Task statement:
Considering the entries that follow, report how many lines include the string "DaemonHealth", giving the number alone.

Supplied material:

"""

// ── Controller facade ──
//
// Wires the transport client, service controller, store writer, sync engine,
// and command queue together. Presentation layers hold a `Controller` and
// only ever read snapshots, subscribe to changes, and submit commands.

use std::sync::Arc;
use std::sync::atomic::{AtomicBool, Ordering};

use tokio::sync::{Mutex, Notify, broadcast, mpsc, watch};
use tokio::task::JoinHandle;
use tokio_util::sync::CancellationToken;
use tracing::{debug, info};
use zerofly_api::DaemonClient;

use crate::command::gate::CommandGate;
use crate::command::route::RouteContext;
use crate::command::{
    Command, CommandEvent, CommandHandle, CommandQueue, CommandResult, queue::QueueConfig,
};
use crate::config::DaemonConfig;
use crate::error::CoreError;
use crate::host::{HostExecutor, ServiceController, SystemExecutor};
use crate::model::{DaemonHealth, InterfaceBinding, Network, NetworkId, Node, Peer};
use crate::store::writer::{StoreMessage, StoreWriter, store_writer_task};
use crate::store::{ChangeSet, DataStore, ModelSnapshot};
use crate::stream::{ChangeStream, EntityStream};
use crate::sync::SyncState;
use crate::sync::engine::{Poller, sync_task};

const CHANGE_CHANNEL_SIZE: usize = 256;

// ── Controller ───────────────────────────────────────────────────────

/// The main entry point for consumers.
///
/// Cheaply cloneable via `Arc<ControllerInner>`. Owns the background store
/// writer and poll loop, routes commands, and vends snapshots and change
/// subscriptions.
#[derive(Clone)]
pub struct Controller {
    inner: Arc<ControllerInner>,
}

struct ControllerInner {
    config: DaemonConfig,
    store: Arc<DataStore>,
    service: Arc<ServiceController>,
    poller: Arc<Poller>,
    queue: CommandQueue,
    changes_tx: broadcast::Sender<Arc<ChangeSet>>,
    sync_state: Arc<watch::Sender<SyncState>>,
    refresh: Arc<Notify>,
    gate: Arc<CommandGate>,
    running: AtomicBool,
    /// Taken by `start()`; `None` afterwards.
    writer_rx: Mutex<Option<mpsc::Receiver<StoreMessage>>>,
    writer_cancel: CancellationToken,
    writer_handle: Mutex<Option<JoinHandle<()>>>,
    sync_cancel: CancellationToken,
    sync_handle: Mutex<Option<JoinHandle<()>>>,
}

impl Controller {
    /// Create a controller that runs host commands through `tokio::process`.
    /// Does not start anything: call [`start()`](Self::start).
    pub fn new(config: DaemonConfig) -> Result<Self, CoreError> {
        Self::with_executor(config, Arc::new(SystemExecutor))
    }

    /// Create a controller with a custom host command executor.
    pub fn with_executor(
        config: DaemonConfig,
        executor: Arc<dyn HostExecutor>,
    ) -> Result<Self, CoreError> {
        let client = DaemonClient::new(&config.url, &config.token, &config.transport())?;
        let service = Arc::new(ServiceController::from_config(&config, executor));
        let store = Arc::new(DataStore::new());
        let gate = Arc::new(CommandGate::default());
        let refresh = Arc::new(Notify::new());
        let (writer, writer_rx) = StoreWriter::channel();
        let (changes_tx, _) = broadcast::channel(CHANGE_CHANNEL_SIZE);
        let (sync_state, _) = watch::channel(SyncState::Idle);

        let poller = Arc::new(Poller::new(
            client.clone(),
            Arc::clone(&service),
            writer.clone(),
            Arc::clone(&gate),
        ));
        let queue = CommandQueue::new(
            RouteContext {
                client,
                service: Arc::clone(&service),
                store: Arc::clone(&store),
            },
            writer,
            Arc::clone(&gate),
            Arc::clone(&refresh),
            QueueConfig {
                max_concurrent: config.max_concurrent_commands,
                follow_up: config.sync.follow_up_refresh.clone(),
            },
        );

        Ok(Self {
            inner: Arc::new(ControllerInner {
                config,
                store,
                service,
                poller,
                queue,
                changes_tx,
                sync_state: Arc::new(sync_state),
                refresh,
                gate,
                running: AtomicBool::new(false),
                writer_rx: Mutex::new(Some(writer_rx)),
                writer_cancel: CancellationToken::new(),
                writer_handle: Mutex::new(None),
                sync_cancel: CancellationToken::new(),
                sync_handle: Mutex::new(None),
            }),
        })
    }

    pub fn config(&self) -> &DaemonConfig {
        &self.inner.config
    }

    pub fn store(&self) -> &Arc<DataStore> {
        &self.inner.store
    }

    pub fn service(&self) -> &Arc<ServiceController> {
        &self.inner.service
    }

    // ── Lifecycle ────────────────────────────────────────────────────

    /// Spawn the store writer and, unless disabled, the background poll
    /// loop, then open the command queue. A controller starts once.
    pub async fn start(&self) -> Result<(), CoreError> {
        let Some(writer_rx) = self.inner.writer_rx.lock().await.take() else {
            return Err(CoreError::Internal("controller already started".into()));
        };

        let writer = tokio::spawn(store_writer_task(
            Arc::clone(&self.inner.store),
            Arc::clone(&self.inner.gate),
            writer_rx,
            self.inner.changes_tx.clone(),
            self.inner.writer_cancel.clone(),
        ));
        *self.inner.writer_handle.lock().await = Some(writer);

        if self.inner.config.background_sync {
            let sync = tokio::spawn(sync_task(
                Arc::clone(&self.inner.poller),
                self.inner.config.sync.clone(),
                Arc::clone(&self.inner.sync_state),
                Arc::clone(&self.inner.refresh),
                self.inner.sync_cancel.clone(),
            ));
            *self.inner.sync_handle.lock().await = Some(sync);
        }

        self.inner.queue.open();
        self.inner.running.store(true, Ordering::SeqCst);
        info!(url = %self.inner.config.url, background_sync = self.inner.config.background_sync, "controller started");
        Ok(())
    }

    /// Stop polling, cancel queued commands, wait for running commands to
    /// finish, then flush and stop the store writer.
    pub async fn shutdown(&self) {
        if !self.inner.running.swap(false, Ordering::SeqCst) {
            return;
        }

        self.inner.sync_cancel.cancel();
        if let Some(handle) = self.inner.sync_handle.lock().await.take() {
            let _ = handle.await;
        }

        self.inner.queue.shutdown().await;

        self.inner.writer_cancel.cancel();
        if let Some(handle) = self.inner.writer_handle.lock().await.take() {
            let _ = handle.await;
        }

        self.inner.sync_state.send_replace(SyncState::Stopped);
        debug!("controller stopped");
    }

    pub fn is_running(&self) -> bool {
        self.inner.running.load(Ordering::SeqCst)
    }

    // ── Refresh ──────────────────────────────────────────────────────

    /// Ask the poll loop to refresh as soon as possible. Returns
    /// immediately; repeated requests coalesce.
    pub fn refresh(&self) {
        self.inner.refresh.notify_one();
    }

    /// Poll once and wait for the result to land in the store. Read-path
    /// errors are returned rather than only recorded as health.
    pub async fn refresh_now(&self) -> Result<(), CoreError> {
        if !self.is_running() {
            return Err(CoreError::NotRunning);
        }
        self.inner.poller.poll().await.map(|_| ())
    }

    // ── Commands ─────────────────────────────────────────────────────

    /// Queue a command. Fails immediately with `AlreadyInProgress` when a
    /// command with the same key is still running.
    pub fn submit(&self, command: Command) -> Result<CommandHandle, CoreError> {
        self.inner.queue.submit(command)
    }

    /// Submit and wait for the outcome.
    pub async fn execute(&self, command: Command) -> Result<CommandResult, CoreError> {
        self.submit(command)?.outcome().await
    }

    // ── One-shot convenience ─────────────────────────────────────────

    /// One-shot: start, run closure, shut down.
    ///
    /// Optimized for CLI: no background polling. The closure calls
    /// [`refresh_now()`](Self::refresh_now) when it needs the model.
    pub async fn oneshot<F, Fut, T>(config: DaemonConfig, f: F) -> Result<T, CoreError>
    where
        F: FnOnce(Controller) -> Fut,
        Fut: std::future::Future<Output = Result<T, CoreError>>,
    {
        let mut cfg = config;
        cfg.background_sync = false;

        let controller = Controller::new(cfg)?;
        controller.start().await?;
        let result = f(controller.clone()).await;
        controller.shutdown().await;
        result
    }

    // ── State observation ────────────────────────────────────────────

    pub fn sync_state(&self) -> watch::Receiver<SyncState> {
        self.inner.sync_state.subscribe()
    }

    pub fn health(&self) -> DaemonHealth {
        self.inner.store.health()
    }

    pub fn subscribe_health(&self) -> watch::Receiver<DaemonHealth> {
        self.inner.store.subscribe_health()
    }

    /// Change sets in the order the store applied them.
    pub fn changes(&self) -> broadcast::Receiver<Arc<ChangeSet>> {
        self.inner.changes_tx.subscribe()
    }

    /// [`changes()`](Self::changes) as a `Stream` that skips over lag.
    pub fn change_stream(&self) -> ChangeStream {
        ChangeStream::new(self.changes())
    }

    /// Submission and completion notices for every command.
    pub fn command_events(&self) -> broadcast::Receiver<CommandEvent> {
        self.inner.queue.events()
    }

    // ── Snapshot accessors (delegate to DataStore) ───────────────────

    pub fn snapshot(&self) -> Arc<ModelSnapshot> {
        self.inner.store.snapshot()
    }

    pub fn subscribe_model(&self) -> watch::Receiver<Arc<ModelSnapshot>> {
        self.inner.store.subscribe_model()
    }

    pub fn node(&self) -> Option<Arc<Node>> {
        self.inner.store.node()
    }

    pub fn network(&self, id: &NetworkId) -> Option<Arc<Network>> {
        self.inner.store.network(id)
    }

    pub fn networks_snapshot(&self) -> Arc<Vec<Arc<Network>>> {
        self.inner.store.networks_snapshot()
    }

    pub fn peers_snapshot(&self) -> Arc<Vec<Arc<Peer>>> {
        self.inner.store.peers_snapshot()
    }

    pub fn bindings_snapshot(&self) -> Arc<Vec<Arc<InterfaceBinding>>> {
        self.inner.store.bindings_snapshot()
    }

    // ── Entity streams ───────────────────────────────────────────────

    pub fn networks(&self) -> EntityStream<Network> {
        self.inner.store.subscribe_networks()
    }

    pub fn peers(&self) -> EntityStream<Peer> {
        self.inner.store.subscribe_peers()
    }

    pub fn bindings(&self) -> EntityStream<InterfaceBinding> {
        self.inner.store.subscribe_bindings()
    }
}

"""

Answer for the task:
3